(Stored data entries)
"""

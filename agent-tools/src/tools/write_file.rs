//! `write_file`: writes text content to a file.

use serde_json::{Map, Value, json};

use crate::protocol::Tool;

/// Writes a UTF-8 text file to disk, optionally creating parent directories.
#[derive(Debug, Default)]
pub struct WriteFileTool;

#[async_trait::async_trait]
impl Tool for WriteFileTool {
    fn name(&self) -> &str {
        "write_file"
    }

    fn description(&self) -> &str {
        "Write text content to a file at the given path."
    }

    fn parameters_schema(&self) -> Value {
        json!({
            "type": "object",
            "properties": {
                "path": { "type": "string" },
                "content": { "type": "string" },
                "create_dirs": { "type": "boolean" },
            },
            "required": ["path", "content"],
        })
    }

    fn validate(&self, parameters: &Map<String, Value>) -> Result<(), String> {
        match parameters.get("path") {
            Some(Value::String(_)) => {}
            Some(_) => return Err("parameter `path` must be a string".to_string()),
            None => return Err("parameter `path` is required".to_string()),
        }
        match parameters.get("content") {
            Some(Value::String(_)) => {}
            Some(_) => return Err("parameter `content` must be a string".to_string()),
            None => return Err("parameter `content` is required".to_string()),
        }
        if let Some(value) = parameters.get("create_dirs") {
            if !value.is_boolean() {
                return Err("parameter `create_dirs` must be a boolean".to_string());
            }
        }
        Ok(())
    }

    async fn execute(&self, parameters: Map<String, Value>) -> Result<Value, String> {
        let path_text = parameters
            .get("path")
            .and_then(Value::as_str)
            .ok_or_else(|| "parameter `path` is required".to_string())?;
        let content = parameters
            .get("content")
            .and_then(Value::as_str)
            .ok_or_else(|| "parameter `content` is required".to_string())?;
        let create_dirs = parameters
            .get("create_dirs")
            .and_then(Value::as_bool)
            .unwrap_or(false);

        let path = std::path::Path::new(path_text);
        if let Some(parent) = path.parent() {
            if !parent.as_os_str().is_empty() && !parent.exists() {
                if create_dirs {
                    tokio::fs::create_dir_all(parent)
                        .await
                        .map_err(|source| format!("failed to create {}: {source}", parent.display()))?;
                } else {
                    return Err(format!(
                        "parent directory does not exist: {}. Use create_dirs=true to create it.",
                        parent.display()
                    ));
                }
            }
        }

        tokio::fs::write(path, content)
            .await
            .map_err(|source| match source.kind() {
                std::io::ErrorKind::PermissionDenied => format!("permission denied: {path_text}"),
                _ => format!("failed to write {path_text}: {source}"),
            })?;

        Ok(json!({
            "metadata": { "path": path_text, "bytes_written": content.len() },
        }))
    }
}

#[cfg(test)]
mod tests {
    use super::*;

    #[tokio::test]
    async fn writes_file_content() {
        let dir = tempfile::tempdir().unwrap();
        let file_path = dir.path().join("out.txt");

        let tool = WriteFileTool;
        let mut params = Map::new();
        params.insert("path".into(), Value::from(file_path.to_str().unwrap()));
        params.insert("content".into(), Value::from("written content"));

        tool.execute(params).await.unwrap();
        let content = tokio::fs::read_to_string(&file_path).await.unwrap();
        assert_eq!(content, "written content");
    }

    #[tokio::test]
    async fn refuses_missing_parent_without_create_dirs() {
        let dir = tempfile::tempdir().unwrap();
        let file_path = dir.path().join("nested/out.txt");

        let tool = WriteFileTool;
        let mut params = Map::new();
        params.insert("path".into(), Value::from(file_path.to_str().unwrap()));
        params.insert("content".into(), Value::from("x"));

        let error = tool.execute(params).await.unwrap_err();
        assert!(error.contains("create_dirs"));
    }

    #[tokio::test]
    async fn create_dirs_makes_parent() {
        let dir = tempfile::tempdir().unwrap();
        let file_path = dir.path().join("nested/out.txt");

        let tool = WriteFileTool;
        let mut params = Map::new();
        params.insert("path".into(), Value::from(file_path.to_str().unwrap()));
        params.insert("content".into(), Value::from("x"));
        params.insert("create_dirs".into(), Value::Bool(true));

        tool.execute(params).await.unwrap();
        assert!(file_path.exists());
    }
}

"""

What is wanted is every line from the first line of the entries through the line that contains "if let Some(parent)", given again exactly.

▸ RESULT:
filename agent-tools/src/tools/write_file.rs
//! `write_file`: writes text content to a file.

use serde_json::{Map, Value, json};

use crate::protocol::Tool;

/// Writes a UTF-8 text file to disk, optionally creating parent directories.
#[derive(Debug, Default)]
pub struct WriteFileTool;

#[async_trait::async_trait]
impl Tool for WriteFileTool {
    fn name(&self) -> &str {
        "write_file"
    }

    fn description(&self) -> &str {
        "Write text content to a file at the given path."
    }

    fn parameters_schema(&self) -> Value {
        json!({
            "type": "object",
            "properties": {
                "path": { "type": "string" },
                "content": { "type": "string" },
                "create_dirs": { "type": "boolean" },
            },
            "required": ["path", "content"],
        })
    }

    fn validate(&self, parameters: &Map<String, Value>) -> Result<(), String> {
        match parameters.get("path") {
            Some(Value::String(_)) => {}
            Some(_) => return Err("parameter `path` must be a string".to_string()),
            None => return Err("parameter `path` is required".to_string()),
        }
        match parameters.get("content") {
            Some(Value::String(_)) => {}
            Some(_) => return Err("parameter `content` must be a string".to_string()),
            None => return Err("parameter `content` is required".to_string()),
        }
        if let Some(value) = parameters.get("create_dirs") {
            if !value.is_boolean() {
                return Err("parameter `create_dirs` must be a boolean".to_string());
            }
        }
        Ok(())
    }

    async fn execute(&self, parameters: Map<String, Value>) -> Result<Value, String> {
        let path_text = parameters
            .get("path")
            .and_then(Value::as_str)
            .ok_or_else(|| "parameter `path` is required".to_string())?;
        let content = parameters
            .get("content")
            .and_then(Value::as_str)
            .ok_or_else(|| "parameter `content` is required".to_string())?;
        let create_dirs = parameters
            .get("create_dirs")
            .and_then(Value::as_bool)
            .unwrap_or(false);

        let path = std::path::Path::new(path_text);
        if let Some(parent) = path.parent() {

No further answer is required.